//! Threshold policy over prediction confidence

use serde::{Deserialize, Serialize};

use crate::error::{Result, ServiceError};

/// Confidence below which a low-confidence alert fires
pub const DEFAULT_LOW_CONFIDENCE_THRESHOLD: f64 = 0.50;

/// Confidence below which a retrain trigger fires
pub const DEFAULT_RETRAIN_THRESHOLD: f64 = 0.40;

/// Alert severity levels
#[derive(Debug, Clone, Copy, PartialEq, Eq, Hash, Serialize, Deserialize)]
#[serde(rename_all = "snake_case")]
pub enum AlertSeverity {
    LowConfidence,
    RetrainTrigger,
}

impl AlertSeverity {
    /// Tag used in the alert log
    pub fn tag(&self) -> &'static str {
        match self {
            AlertSeverity::LowConfidence => "ALERT",
            AlertSeverity::RetrainTrigger => "AUTO-RETRAIN",
        }
    }
}

impl std::fmt::Display for AlertSeverity {
    fn fmt(&self, f: &mut std::fmt::Formatter<'_>) -> std::fmt::Result {
        match self {
            AlertSeverity::LowConfidence => write!(f, "low_confidence"),
            AlertSeverity::RetrainTrigger => write!(f, "retrain_trigger"),
        }
    }
}

/// What the policy decided for one confidence value
#[derive(Debug, Clone, Copy, PartialEq, Eq, Default)]
pub struct AlertDecision {
    pub alert_triggered: bool,
    pub retrain_triggered: bool,
}

impl AlertDecision {
    /// Severities that fired, in evaluation order
    pub fn severities(&self) -> Vec<AlertSeverity> {
        let mut fired = Vec::with_capacity(2);
        if self.alert_triggered {
            fired.push(AlertSeverity::LowConfidence);
        }
        if self.retrain_triggered {
            fired.push(AlertSeverity::RetrainTrigger);
        }
        fired
    }
}

/// Two nested thresholds: every retrain trigger is also a low-confidence alert
#[derive(Debug, Clone, Copy, PartialEq)]
pub struct AlertPolicy {
    low_confidence_threshold: f64,
    retrain_threshold: f64,
}

impl Default for AlertPolicy {
    fn default() -> Self {
        Self {
            low_confidence_threshold: DEFAULT_LOW_CONFIDENCE_THRESHOLD,
            retrain_threshold: DEFAULT_RETRAIN_THRESHOLD,
        }
    }
}

impl AlertPolicy {
    /// Create a policy; requires `0 <= retrain <= low <= 1`
    pub fn new(low_confidence_threshold: f64, retrain_threshold: f64) -> Result<Self> {
        let in_range = |t: f64| (0.0..=1.0).contains(&t);
        if !in_range(low_confidence_threshold) || !in_range(retrain_threshold) {
            return Err(ServiceError::validation(format!(
                "thresholds must lie in [0, 1] (low={}, retrain={})",
                low_confidence_threshold, retrain_threshold
            )));
        }
        if retrain_threshold > low_confidence_threshold {
            return Err(ServiceError::validation(format!(
                "retrain threshold {} exceeds low-confidence threshold {}",
                retrain_threshold, low_confidence_threshold
            )));
        }

        Ok(Self {
            low_confidence_threshold,
            retrain_threshold,
        })
    }

    pub fn low_confidence_threshold(&self) -> f64 {
        self.low_confidence_threshold
    }

    pub fn retrain_threshold(&self) -> f64 {
        self.retrain_threshold
    }

    /// Evaluate one confidence value (strict `<` on both thresholds)
    pub fn evaluate(&self, confidence: f64) -> AlertDecision {
        let alert_triggered = confidence < self.low_confidence_threshold;
        AlertDecision {
            alert_triggered,
            retrain_triggered: alert_triggered && confidence < self.retrain_threshold,
        }
    }
}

^^^^^^^^^^^^^^^^

▶ What is required: All lines from the one that contains "let alert_triggered = confidence" through the end of the listing above should be copied exactly, with nothing else.

▶ Output:
        let alert_triggered = confidence < self.low_confidence_threshold;
        AlertDecision {
            alert_triggered,
            retrain_triggered: alert_triggered && confidence < self.retrain_threshold,
        }
    }
}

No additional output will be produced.